The previous night of the world revolution4~I.D.~

トラックが動き出してからも、俺達は段ボール箱に詰められたままだった。

手足が痺れ始めたので、俺は段ボールの限られたスペースの中で、少しでも手足を動かした。

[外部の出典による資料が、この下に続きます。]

//! Transcript messages as produced by the line tokenizer.

use chrono::NaiveDateTime;
use serde::{Deserialize, Serialize};

/// How to read a numeric date when both day and month are 12 or less.
#[derive(Debug, Clone, Copy, Default, PartialEq, Eq, Serialize, Deserialize)]
#[serde(rename_all = "snake_case")]
pub enum DateOrder {
    /// `D/M/Y` (most non-US exports).
    #[default]
    DayFirst,
    /// `M/D/Y` (US exports).
    MonthFirst,
}

/// One transcript message, possibly merged from several physical lines.
#[derive(Debug, Clone, PartialEq, Eq, Serialize, Deserialize)]
pub struct RawMessage {
    /// 1-based line number of the message header in the transcript.
    pub line: usize,
    /// Naive timestamp in the transcript's own timezone.
    pub occurred_at: NaiveDateTime,
    /// Sender label as written; may be empty.
    pub sender: String,
    /// Message body. Continuation lines are joined with `\n`.
    pub text: String,
}
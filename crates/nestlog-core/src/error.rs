use thiserror::Error;

#[derive(Debug, Error)]
pub enum ConfigError {
    /// Figment extraction or merge error.
    #[error("configuration error: {0}")]
    Figment(#[from] figment::Error),

    /// A configuration field has an invalid value.
    #[error("invalid configuration value for '{field}': {reason}")]
    InvalidValue { field: String, reason: String },
}
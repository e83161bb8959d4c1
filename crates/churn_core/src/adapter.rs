//! Risk classifier adapter and the process-wide instance
//!
//! The adapter owns the classifier and the trained column order. One
//! instance is installed at startup with [`install`] and never replaced.

use crate::artifact::{ArtifactInfo, ModelArtifact};
use crate::classifier::ChurnClassifier;
use crate::customer::CustomerRecord;
use crate::errors::{InferenceFailure, InferenceResult, StartupFailure, StartupResult};
use crate::features::{align_features, extract_features, FeatureVector, MissingFeaturePolicy};
use crate::recommendation::{risk_factors, Recommendation};
use crate::report::{Assessment, ProfileSummary};
use crate::risk::{Gauge, PredictionResult};
use once_cell::sync::OnceCell;
use tracing::{debug, instrument};

/// Slack allowed when checking that class probabilities sum to one
const PROBABILITY_TOLERANCE: f64 = 1e-6;

/// Wraps an opaque classifier behind feature alignment and risk tiering
pub struct RiskClassifierAdapter {
    classifier: Box<dyn ChurnClassifier>,
    feature_names: Vec<String>,
    policy: MissingFeaturePolicy,
    info: Option<ArtifactInfo>,
}

impl RiskClassifierAdapter {
    pub fn new<C>(classifier: C, feature_names: Vec<String>, policy: MissingFeaturePolicy) -> Self
    where
        C: ChurnClassifier + 'static,
    {
        Self {
            classifier: Box::new(classifier),
            feature_names,
            policy,
            info: None,
        }
    }

    pub fn from_artifact(artifact: ModelArtifact, policy: MissingFeaturePolicy) -> Self {
        Self {
            classifier: Box::new(artifact.model),
            feature_names: artifact.feature_names,
            policy,
            info: Some(artifact.info),
        }
    }

    pub fn feature_names(&self) -> &[String] {
        &self.feature_names
    }

    pub fn policy(&self) -> MissingFeaturePolicy {
        self.policy
    }

    /// Present when built from a loaded artifact
    pub fn info(&self) -> Option<&ArtifactInfo> {
        self.info.as_ref()
    }

    /// Align `vector` to the trained columns and run the classifier
    pub fn classify(&self, vector: &FeatureVector) -> InferenceResult<PredictionResult> {
        let row = align_features(vector, &self.feature_names, self.policy)?;

        let expected = self.classifier.n_features();
        if row.len() != expected {
            return Err(InferenceFailure::FeatureCountMismatch {
                expected,
                actual: row.len(),
            });
        }

        if let Some(i) = row.iter().position(|v| !v.is_finite()) {
            return Err(InferenceFailure::NonFiniteFeature {
                name: self.feature_names[i].clone(),
            });
        }

        let predicted_class = self.classifier.predict_class(&row)?;
        let probabilities = self.classifier.predict_probabilities(&row)?;
        check_probabilities(probabilities)?;

        let result = PredictionResult::new(predicted_class, probabilities);
        debug!(
            churn_probability = result.churn_probability,
            tier = ?result.tier,
            "classified"
        );
        Ok(result)
    }

    /// Full request: transform, classify, then attach recommendation,
    /// risk factors and profile summary
    #[instrument(skip_all)]
    pub fn assess(&self, record: &CustomerRecord) -> InferenceResult<Assessment> {
        let features = extract_features(record);
        let prediction = self.classify(&features)?;

        Ok(Assessment {
            record: record.clone(),
            recommendation: Recommendation::for_tier(prediction.tier),
            risk_factors: risk_factors(record),
            profile: ProfileSummary::from_record(record),
            gauge: Gauge::for_percent(prediction.churn_percent()),
            features,
            prediction,
        })
    }
}

fn check_probabilities([stay, churn]: [f64; 2]) -> InferenceResult<()> {
    let in_unit = |p: f64| p.is_finite() && (0.0..=1.0).contains(&p);
    if !in_unit(stay) || !in_unit(churn) {
        return Err(InferenceFailure::InvalidProbabilities(format!(
            "[{stay}, {churn}] outside [0, 1]"
        )));
    }
    if ((stay + churn) - 1.0).abs() > PROBABILITY_TOLERANCE {
        return Err(InferenceFailure::InvalidProbabilities(format!(
            "[{stay}, {churn}] does not sum to 1"
        )));
    }
    Ok(())
}

static GLOBAL: OnceCell<RiskClassifierAdapter> = OnceCell::new();

/// Install the process-wide adapter. Fails if one is already installed.
pub fn install(adapter: RiskClassifierAdapter) -> StartupResult<&'static RiskClassifierAdapter> {
    GLOBAL
        .try_insert(adapter)
        .map_err(|_| StartupFailure::AlreadyInitialized)
}

/// The installed adapter, or [`InferenceFailure::NotInitialized`]
pub fn global() -> InferenceResult<&'static RiskClassifierAdapter> {
    GLOBAL.get().ok_or(InferenceFailure::NotInitialized)
}

#[cfg(test)]
mod tests {
    use super::*;
    use crate::features::{names, PRODUCED_FEATURES};
    use crate::risk::RiskTier;

    /// Returns fixed probabilities regardless of input
    struct FixedClassifier {
        width: usize,
        probabilities: [f64; 2],
    }

    impl ChurnClassifier for FixedClassifier {
        fn n_features(&self) -> usize {
            self.width
        }

        fn predict_class(&self, _features: &[f64]) -> InferenceResult<u8> {
            Ok(u8::from(self.probabilities[1] > self.probabilities[0]))
        }

        fn predict_probabilities(&self, _features: &[f64]) -> InferenceResult<[f64; 2]> {
            Ok(self.probabilities)
        }
    }

    fn all_features() -> Vec<String> {
        PRODUCED_FEATURES.iter().map(|s| s.to_string()).collect()
    }

    fn adapter(probabilities: [f64; 2]) -> RiskClassifierAdapter {
        RiskClassifierAdapter::new(
            FixedClassifier {
                width: PRODUCED_FEATURES.len(),
                probabilities,
            },
            all_features(),
            MissingFeaturePolicy::ZeroFill,
        )
    }

    #[test]
    fn seventy_percent_is_high_tier() {
        let result = adapter([0.3, 0.7])
            .classify(&extract_features(&CustomerRecord::default()))
            .unwrap();
        assert_eq!(result.tier, RiskTier::High);
        assert_eq!(result.predicted_class, 1);
        assert_eq!(result.stay_probability, 0.3);
    }

    #[test]
    fn assess_bundles_recommendation_for_tier() {
        let assessment = adapter([0.55, 0.45])
            .assess(&CustomerRecord::default())
            .unwrap();
        assert_eq!(assessment.prediction.tier, RiskTier::Medium);
        assert_eq!(assessment.recommendation.tier, RiskTier::Medium);
        assert!(assessment.risk_factors.is_empty());
        assert_eq!(assessment.gauge.value, assessment.prediction.churn_percent());
    }

    #[test]
    fn width_mismatch_is_an_inference_failure() {
        let adapter = RiskClassifierAdapter::new(
            FixedClassifier {
                width: 3,
                probabilities: [0.5, 0.5],
            },
            all_features(),
            MissingFeaturePolicy::ZeroFill,
        );
        let err = adapter
            .classify(&extract_features(&CustomerRecord::default()))
            .unwrap_err();
        assert_eq!(
            err,
            InferenceFailure::FeatureCountMismatch {
                expected: 3,
                actual: 19
            }
        );
    }

    #[test]
    fn non_finite_feature_is_named() {
        let vector = FeatureVector::from_entries(vec![(names::AGE, f64::NAN)]);
        let adapter = RiskClassifierAdapter::new(
            FixedClassifier {
                width: 1,
                probabilities: [0.5, 0.5],
            },
            vec![names::AGE.to_string()],
            MissingFeaturePolicy::ZeroFill,
        );
        assert_eq!(
            adapter.classify(&vector).unwrap_err(),
            InferenceFailure::NonFiniteFeature {
                name: names::AGE.to_string()
            }
        );
    }

    #[test]
    fn rejects_malformed_probabilities() {
        let vector = extract_features(&CustomerRecord::default());
        assert!(matches!(
            adapter([0.7, 0.7]).classify(&vector),
            Err(InferenceFailure::InvalidProbabilities(_))
        ));
        assert!(matches!(
            adapter([-0.1, 1.1]).classify(&vector),
            Err(InferenceFailure::InvalidProbabilities(_))
        ));
    }

    #[test]
    fn strict_policy_fails_on_unknown_trained_name() {
        let mut names = all_features();
        names.push("Complain".to_string());
        let adapter = RiskClassifierAdapter::new(
            FixedClassifier {
                width: names.len(),
                probabilities: [0.9, 0.1],
            },
            names,
            MissingFeaturePolicy::Strict,
        );
        assert_eq!(
            adapter.assess(&CustomerRecord::default()).unwrap_err(),
            InferenceFailure::MissingFeatures(vec!["Complain".to_string()])
        );
    }

    #[test]
    fn zero_fill_policy_serves_unknown_trained_name() {
        let mut names = all_features();
        names.push("Complain".to_string());
        let adapter = RiskClassifierAdapter::new(
            FixedClassifier {
                width: names.len(),
                probabilities: [0.9, 0.1],
            },
            names,
            MissingFeaturePolicy::ZeroFill,
        );
        let result = adapter.assess(&CustomerRecord::default()).unwrap();
        assert_eq!(result.prediction.tier, RiskTier::Low);
    }
}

いざというときに、身体が痺れて動けない、なんて間抜けは御免だ。

…30分、40分くらい乗っていただろうか。

やがて、トラックがヘールシュミット邸に辿り着いた。

荷物の積み降ろしが始まり、俺達は食料の段ボール箱に紛れて、トラックから降ろされた。

さて、ここからが勝負だ。

「ルルシー先輩」

「あぁ、今行く」

隙を突いて、俺達は段ボール箱から這い出した。

真っ暗な場所にずっといたせいで、いきなり日の光を浴びて、思わず目を細めてしまったが。

地味なストレッチのお陰か、手足の痺れもなく。

俺達は、こっそりとヘールシュミット邸に潜入した。

潜入して、まず最初にやることと言えば。

「…さぁルルシー先輩、お待ちかねの時間だぞ」

「…何でわくわくしてんだよ、お前…」

そんなに、メイド服着たかったのか?

「問題は仮面をつけられないことだな…。残念だ。素顔は見せられないから、フレームの厚い伊達眼鏡で妥協しよう」

「別に素顔で良いじゃないか。俺は気にしないぞ」

「ルルシー先輩。もしルレイア先輩が、『俺は白い服でも気にしませんから』とか言って、全身真っ白な服着てたらどう思う?」

「気が狂ったのかなと思う」

「そういうことだ」

そうか。そりゃ済まんかった。

白い服着てるルレイアなんて、最早不気味に感じるレベルだからな。

「よし、それじゃ早いところ着替えよう」

「あぁ…分かったよ」

気は進まないが、仕方ない。

これを着ないとルレイアを救えないのなら、喜んで着よう。